In previous articles, I have asserted that if sex did not naturally lead to children, no one would ever have conceived the idea of marriage. My claim may be obvious to most people, but we live in a world in which people who never intend to have children get married; so, of course, do some people who want children but are infertile. In generations past, we felt compassion for those who married but did not have children, because it was presumed that they wanted children, since, after all, they married one another. No longer can we presume this. The era of contraception and surgical sterilization has altered the face, so to speak, of the childless couple, and consequently the face of the married couple.
The quest for same-sex marriage begins here. In a world where seeking marriage is seeking a community-endorsed way to have sex and bear children, the idea of same-sex marriage is like the idea of a square circle. The very idea of same-sex marriage is conceivable only in a world that is using the term “marriage” in a completely different way, to refer to something of a completely different nature.

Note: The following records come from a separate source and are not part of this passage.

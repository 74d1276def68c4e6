//! Thread-safe global and private state partitions.

use parking_lot::{RwLock, RwLockReadGuard, RwLockWriteGuard};
use serde_json::Value;
use std::collections::HashMap;

/// The global partition of a session.
///
/// One `GlobalStore` exists per session; every context of that session holds
/// an `Arc` to it. Its lock also serializes private writes across the session,
/// so duplicate checks and commits are atomic.
#[derive(Debug, Default)]
pub struct GlobalStore {
    data: RwLock<HashMap<String, Value>>,
}

impl GlobalStore {
    /// Creates a new empty store.
    #[must_use]
    pub fn new() -> Self {
        Self::default()
    }

    /// Gets a value from the store.
    #[must_use]
    pub fn get(&self, key: &str) -> Option<Value> {
        self.data.read().get(key).cloned()
    }

    /// Checks if a key exists.
    #[must_use]
    pub fn contains_key(&self, key: &str) -> bool {
        self.data.read().contains_key(key)
    }

    /// Sets a value, overwriting any previous one.
    pub fn insert(&self, key: impl Into<String>, value: Value) {
        self.data.write().insert(key.into(), value);
    }

    /// Returns a copy of all data.
    #[must_use]
    pub fn to_dict(&self) -> HashMap<String, Value> {
        self.data.read().clone()
    }

    /// Returns the number of entries.
    #[must_use]
    pub fn len(&self) -> usize {
        self.data.read().len()
    }

    /// Returns true if the store is empty.
    #[must_use]
    pub fn is_empty(&self) -> bool {
        self.data.read().is_empty()
    }

    /// Returns all keys.
    #[must_use]
    pub fn keys(&self) -> Vec<String> {
        self.data.read().keys().cloned().collect()
    }

    pub(crate) fn read(&self) -> RwLockReadGuard<'_, HashMap<String, Value>> {
        self.data.read()
    }

    pub(crate) fn write(&self) -> RwLockWriteGuard<'_, HashMap<String, Value>> {
        self.data.write()
    }
}

/// The private partition of one context.
///
/// Owned by the context that created it; never shared or copied.
#[derive(Debug, Default)]
pub struct PrivateStore {
    data: RwLock<HashMap<String, Value>>,
}

impl PrivateStore {
    /// Creates a new empty partition.
    #[must_use]
    pub fn new() -> Self {
        Self::default()
    }

    /// Gets a value from the partition.
    #[must_use]
    pub fn get(&self, key: &str) -> Option<Value> {
        self.data.read().get(key).cloned()
    }

    /// Checks if a key exists.
    #[must_use]
    pub fn contains_key(&self, key: &str) -> bool {
        self.data.read().contains_key(key)
    }

    /// Returns all keys.
    #[must_use]
    pub fn keys(&self) -> Vec<String> {
        self.data.read().keys().cloned().collect()
    }

    /// Returns the number of entries.
    #[must_use]
    pub fn len(&self) -> usize {
        self.data.read().len()
    }

    /// Returns true if the partition is empty.
    #[must_use]
    pub fn is_empty(&self) -> bool {
        self.data.read().is_empty()
    }

    // Callers hold the session's global write lock.
    pub(crate) fn insert(&self, key: String, value: Value) {
        self.data.write().insert(key, value);
    }
}
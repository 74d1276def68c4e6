//! Step trait and implementations.
//!
//! Steps are the units of work of a workflow: each one receives an event it
//! accepts and may answer with one event.

use crate::context::Context;
use crate::events::Event;
use async_trait::async_trait;
use std::fmt::Debug;
use std::future::Future;
use std::marker::PhantomData;

/// Trait for workflow steps.
#[async_trait]
pub trait Step<E: Event>: Send + Sync + Debug {
    /// Returns the name of the step.
    fn name(&self) -> &str;

    /// Executes the step.
    ///
    /// # Arguments
    ///
    /// * `ctx` - The step's context; the same one for every invocation in a run
    /// * `event` - The dispatched event
    ///
    /// # Returns
    ///
    /// The event to send next, or `None` when the step has nothing to emit
    /// yet (for example while collecting events).
    async fn execute(&self, ctx: &Context<E>, event: E) -> anyhow::Result<Option<E>>;
}

/// An async function-based step.
pub struct FnStep<E, F, Fut>
where
    E: Event,
    F: Fn(Context<E>, E) -> Fut + Send + Sync,
    Fut: Future<Output = anyhow::Result<Option<E>>> + Send,
{
    name: String,
    func: F,
    _phantom: PhantomData<fn(E) -> Fut>,
}

impl<E, F, Fut> FnStep<E, F, Fut>
where
    E: Event,
    F: Fn(Context<E>, E) -> Fut + Send + Sync,
    Fut: Future<Output = anyhow::Result<Option<E>>> + Send,
{
    /// Creates a new async function-based step.
    pub fn new(name: impl Into<String>, func: F) -> Self {
        Self {
            name: name.into(),
            func,
            _phantom: PhantomData,
        }
    }
}

impl<E, F, Fut> Debug for FnStep<E, F, Fut>
where
    E: Event,
    F: Fn(Context<E>, E) -> Fut + Send + Sync,
    Fut: Future<Output = anyhow::Result<Option<E>>> + Send,
{
    fn fmt(&self, f: &mut std::fmt::Formatter<'_>) -> std::fmt::Result {
        f.debug_struct("FnStep").field("name", &self.name).finish()
    }
}

#[async_trait]
impl<E, F, Fut> Step<E> for FnStep<E, F, Fut>
where
    E: Event,
    F: Fn(Context<E>, E) -> Fut + Send + Sync,
    Fut: Future<Output = anyhow::Result<Option<E>>> + Send,
{
    fn name(&self) -> &str {
        &self.name
    }

    async fn execute(&self, ctx: &Context<E>, event: E) -> anyhow::Result<Option<E>> {
        (self.func)(ctx.clone(), event).await
    }
}

/// A synchronous function-based step.
///
/// The body runs inline on the worker task, so it should not block for long.
pub struct SyncFnStep<E, F>
where
    E: Event,
    F: Fn(&Context<E>, E) -> anyhow::Result<Option<E>> + Send + Sync,
{
    name: String,
    func: F,
    _phantom: PhantomData<fn(E)>,
}

impl<E, F> SyncFnStep<E, F>
where
    E: Event,
    F: Fn(&Context<E>, E) -> anyhow::Result<Option<E>> + Send + Sync,
{
    /// Creates a new synchronous function-based step.
    pub fn new(name: impl Into<String>, func: F) -> Self {
        Self {
            name: name.into(),
            func,
            _phantom: PhantomData,
        }
    }
}

impl<E, F> Debug for SyncFnStep<E, F>
where
    E: Event,
    F: Fn(&Context<E>, E) -> anyhow::Result<Option<E>> + Send + Sync,
{
    fn fmt(&self, f: &mut std::fmt::Formatter<'_>) -> std::fmt::Result {
        f.debug_struct("SyncFnStep").field("name", &self.name).finish()
    }
}

#[async_trait]
impl<E, F> Step<E> for SyncFnStep<E, F>
where
    E: Event,
    F: Fn(&Context<E>, E) -> anyhow::Result<Option<E>> + Send + Sync,
{
    fn name(&self) -> &str {
        &self.name
    }

    async fn execute(&self, ctx: &Context<E>, event: E) -> anyhow::Result<Option<E>> {
        (self.func)(ctx, event)
    }
}

#[cfg(test)]
mod tests {
    use super::*;
    use crate::events::StopEvent;
    use crate::testing::TestEvent;
    use crate::workflow::Session;

    fn test_context() -> (Session<TestEvent>, Context<TestEvent>) {
        let session = Session::standalone();
        let ctx = Context::from_session(&session);
        (session, ctx)
    }

    #[tokio::test]
    async fn test_fn_step() {
        let step = FnStep::new("echo", |ctx: Context<TestEvent>, ev: TestEvent| async move {
            ctx.set("seen", ev.event_type().name());
            anyhow::Ok(Some(TestEvent::Stop(StopEvent::new("done"))))
        });
        assert_eq!(step.name(), "echo");

        let (_session, ctx) = test_context();
        let out = step.execute(&ctx, TestEvent::Last).await.unwrap();

        assert_eq!(out, Some(TestEvent::Stop(StopEvent::new("done"))));
        assert_eq!(ctx.get("seen").unwrap(), "LastEvent");
    }

    #[tokio::test]
    async fn test_sync_fn_step() {
        let step = SyncFnStep::new("sync", |_ctx: &Context<TestEvent>, _ev: TestEvent| Ok(None));
        assert_eq!(step.name(), "sync");

        let (_session, ctx) = test_context();
        assert_eq!(step.execute(&ctx, TestEvent::Last).await.unwrap(), None);
    }

    #[tokio::test]
    async fn test_step_errors_propagate() {
        let step = SyncFnStep::new("boom", |_ctx: &Context<TestEvent>, _ev: TestEvent| {
            anyhow::bail!("exploded")
        });

        let (_session, ctx) = test_context();
        let err = step.execute(&ctx, TestEvent::Last).await.unwrap_err();
        assert_eq!(err.to_string(), "exploded");
    }
}
//! Identifier and timestamp helpers.

use chrono::{SecondsFormat, Utc};
use uuid::Uuid;

/// Returns the current UTC time as an RFC 3339 string with microseconds.
///
/// ```
/// let ts = eventflow::utils::iso_timestamp();
/// assert!(ts.ends_with('Z'));
/// ```
#[must_use]
pub fn iso_timestamp() -> String {
    Utc::now().to_rfc3339_opts(SecondsFormat::Micros, true)
}

/// Generates a random identifier for runs and contexts.
#[must_use]
pub fn generate_uuid() -> Uuid {
    Uuid::new_v4()
}

#[cfg(test)]
mod tests {
    use super::*;

    #[test]
    fn test_generate_uuid_is_v4() {
        assert_eq!(generate_uuid().get_version_num(), 4);
        assert_ne!(generate_uuid(), generate_uuid());
    }

    #[test]
    fn test_iso_timestamp_parses_back() {
        let ts = iso_timestamp();
        assert!(chrono::DateTime::parse_from_rfc3339(&ts).is_ok());
    }
}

Allow me, then, to make a case for my assertion about sex, children, and marriage through a “thought experiment”—a scenario in which human beings have no word for, no concept of, marriage.
Imagine a colony of young men who have no memory of ever having lived anywhere else. Properly speaking, the men do not even know that they are men, but only that they are different from all the other creatures they encounter. They hunt and gather. They are naturally social beings who care about each other, form friendships, try to please one another, generally Read the rest of this entry »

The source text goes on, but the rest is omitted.